Tanto ellos como sus contrapartes estadounidenses en el equipo de Obringer, así como los especialistas mexicanos consultados, coinciden en que cualquier esfuerzo por atender este problema tan complejo comenzará cuando los usuarios, las empresas y los reguladores tomen consciencia sobre la huella ecológica del mundo digital. Sin olvidar una mayor investigación para conocer la situación de manera más precisa.

“Esta estructura digital tiene grandes ventajas, pero también grandes desventajas. Y para mejorarla no podemos hablar sólo de sus bondades; nos hace falta una buena dosis de pensamiento crítico, lejos del discurso de las grandes corporaciones tecnológicas”, explica el periodista Gámez.

Sin embargo, para la bióloga Jiménez estas condiciones se ven todavía lejanas ante la emergencia por la pandemia de COVID-19. “Todo esto (la contaminación digital) no es ni siquiera secundario, es terciario, pero hay que empezar a buscar la manera de utilizar y disfrutar (internet) sin aumentar la huella de carbono que produce”, afirma.

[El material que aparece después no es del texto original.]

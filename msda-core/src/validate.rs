//! Boundary validation.
//!
//! The kernels index without bounds reasoning of their own, so every shape
//! agreement is checked here once, before any worker starts.

use crate::{LevelDescriptor, MsdaDims, MsdaError, Result};

fn expect_rank(name: &'static str, shape: &[usize], rank: usize) -> Result<()> {
    if shape.len() != rank {
        return Err(MsdaError::InvalidArgument(format!(
            "{name} must be rank {rank}, got shape {shape:?}"
        )));
    }
    Ok(())
}

fn expect_shape(name: &'static str, got: &[usize], expected: &[usize]) -> Result<()> {
    if got != expected {
        return Err(MsdaError::ShapeMismatch {
            name,
            expected: expected.to_vec(),
            got: got.to_vec(),
        });
    }
    Ok(())
}

/// Checks a raw buffer length against the element count it must hold.
pub fn expect_len(name: &'static str, len: usize, expected: usize) -> Result<()> {
    if len != expected {
        return Err(MsdaError::ShapeMismatch {
            name,
            expected: vec![expected],
            got: vec![len],
        });
    }
    Ok(())
}

impl MsdaDims {
    /// Derive the problem dimensions from the input shapes and check that
    /// they agree with each other and with the level descriptor.
    ///
    /// - `value`: `[batch, heads, keys, embed_dims]`
    /// - `sampling_loc`: `[batch, queries, heads, levels, points, 2]`
    /// - `attn_weight`: `[batch, queries, heads, levels, points]`
    pub fn infer(
        value: &[usize],
        levels: &LevelDescriptor,
        sampling_loc: &[usize],
        attn_weight: &[usize],
    ) -> Result<Self> {
        expect_rank("value", value, 4)?;
        expect_rank("sampling_loc", sampling_loc, 6)?;

        let dims = Self {
            batch: value[0],
            heads: value[1],
            keys: value[2],
            embed_dims: value[3],
            queries: sampling_loc[1],
            levels: sampling_loc[3],
            points: sampling_loc[4],
        };

        for (name, size) in [
            ("batch", dims.batch),
            ("heads", dims.heads),
            ("embed_dims", dims.embed_dims),
            ("levels", dims.levels),
            ("points", dims.points),
        ] {
            if size == 0 {
                return Err(MsdaError::InvalidArgument(format!("{name} must be non-zero")));
            }
        }

        dims.check_levels(levels)?;

        expect_shape("sampling_loc", sampling_loc, &dims.sampling_loc_shape())?;
        expect_shape("attn_weight", attn_weight, &dims.attn_weight_shape())?;
        Ok(dims)
    }

    /// Checks that `levels` has one entry per level of these dims and tiles
    /// the key axis. The raw kernels call this too, since `MsdaDims` can be
    /// built by hand.
    pub fn check_levels(&self, levels: &LevelDescriptor) -> Result<()> {
        if levels.len() != self.levels {
            return Err(MsdaError::ShapeMismatch {
                name: "spatial_shapes",
                expected: vec![self.levels, 2],
                got: vec![levels.len(), 2],
            });
        }
        levels.check_keys(self.keys)
    }

    /// Accepts the upstream gradient as `[batch, queries, heads, embed_dims]`
    /// or in the flattened output layout `[batch, queries, heads * embed_dims]`.
    pub fn check_grad_output(&self, grad_output: &[usize]) -> Result<()> {
        if grad_output == self.output_shape().as_slice() {
            return Ok(());
        }
        expect_shape("grad_output", grad_output, &self.grad_output_shape())
    }
}

#[cfg(test)]
mod tests {
    use super::*;

    fn levels() -> LevelDescriptor {
        LevelDescriptor::contiguous(&[(4, 4), (2, 2)])
    }

    #[test]
    fn infers_dims() {
        let dims = MsdaDims::infer(
            &[2, 3, 20, 8],
            &levels(),
            &[2, 5, 3, 2, 4, 2],
            &[2, 5, 3, 2, 4],
        )
        .unwrap();
        assert_eq!(dims.queries, 5);
        assert_eq!(dims.output_shape(), vec![2, 5, 24]);
        assert!(dims.check_grad_output(&[2, 5, 3, 8]).is_ok());
        assert!(dims.check_grad_output(&[2, 5, 24]).is_ok());
        assert!(dims.check_grad_output(&[2, 5, 8, 3]).is_err());
    }

    #[test]
    fn rejects_head_mismatch() {
        let err = MsdaDims::infer(
            &[2, 3, 20, 8],
            &levels(),
            &[2, 5, 4, 2, 4, 2],
            &[2, 5, 4, 2, 4],
        )
        .unwrap_err();
        assert!(matches!(err, MsdaError::ShapeMismatch { name: "sampling_loc", .. }));
    }

    #[test]
    fn rejects_point_mismatch_between_loc_and_weight() {
        let err = MsdaDims::infer(
            &[2, 3, 20, 8],
            &levels(),
            &[2, 5, 3, 2, 4, 2],
            &[2, 5, 3, 2, 3],
        )
        .unwrap_err();
        assert!(matches!(err, MsdaError::ShapeMismatch { name: "attn_weight", .. }));
    }

    #[test]
    fn rejects_key_count_mismatch() {
        let err = MsdaDims::infer(
            &[1, 1, 21, 8],
            &levels(),
            &[1, 5, 1, 2, 4, 2],
            &[1, 5, 1, 2, 4],
        )
        .unwrap_err();
        assert!(matches!(err, MsdaError::KeyCountMismatch { covered: 20, keys: 21 }));
    }

    #[test]
    fn rejects_level_count_mismatch() {
        let err = MsdaDims::infer(
            &[1, 1, 20, 8],
            &levels(),
            &[1, 5, 1, 3, 4, 2],
            &[1, 5, 1, 3, 4],
        )
        .unwrap_err();
        assert!(matches!(err, MsdaError::ShapeMismatch { name: "spatial_shapes", .. }));
    }

    #[test]
    fn rejects_bad_coordinate_dim() {
        assert!(MsdaDims::infer(
            &[1, 1, 20, 8],
            &levels(),
            &[1, 5, 1, 2, 4, 3],
            &[1, 5, 1, 2, 4],
        )
        .is_err());
    }
}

Infografía: Estefanni Martínez.

En tanto, para el investigador Pineda el problema va mucho más allá del internet y se enraíza en el modelo económico global que aboga por un crecimiento indefinido del consumo. “El consumo ilimitado de los países del norte (los desarrollados) y las élites, no permite pensar en alternativas razonables para fomentar límites y regulaciones colectivas e individuales que pudieran hacernos pensar en una racionalidad de la demanda energética”.

Por eso, opina a manera de conclusión, “lo primero es denunciar y visibilizar todo el proceso de `capitalismo verde´ que legitima al mercado como solución a la crisis ambiental, porque la gente asume que la tecnología vendrá a salvarnos”.

DETRÁS DE LA HISTORIA

La huella ambiental del internet en realidad no es un tema nuevo, aunque todavía suscita reacciones de sorpresa entre muchos lectores que se enteran de ella por primera vez. Yo había tenido el tema en el radar durante varios años, pero no había encontrado una coyuntura para abordarlo ni un medio receptivo a algo tan complejo y que puede causar cierta repulsión entre la audiencia. En este sentido, la pandemia abrió una oportunidad al obligar a una inmersión completa en las tecnologías de la información y la comunicación, en la que de la noche a la mañana nuestras transacciones cotidianas se mudaron a plataformas como Zoom, Google Meets o Microsoft Teams.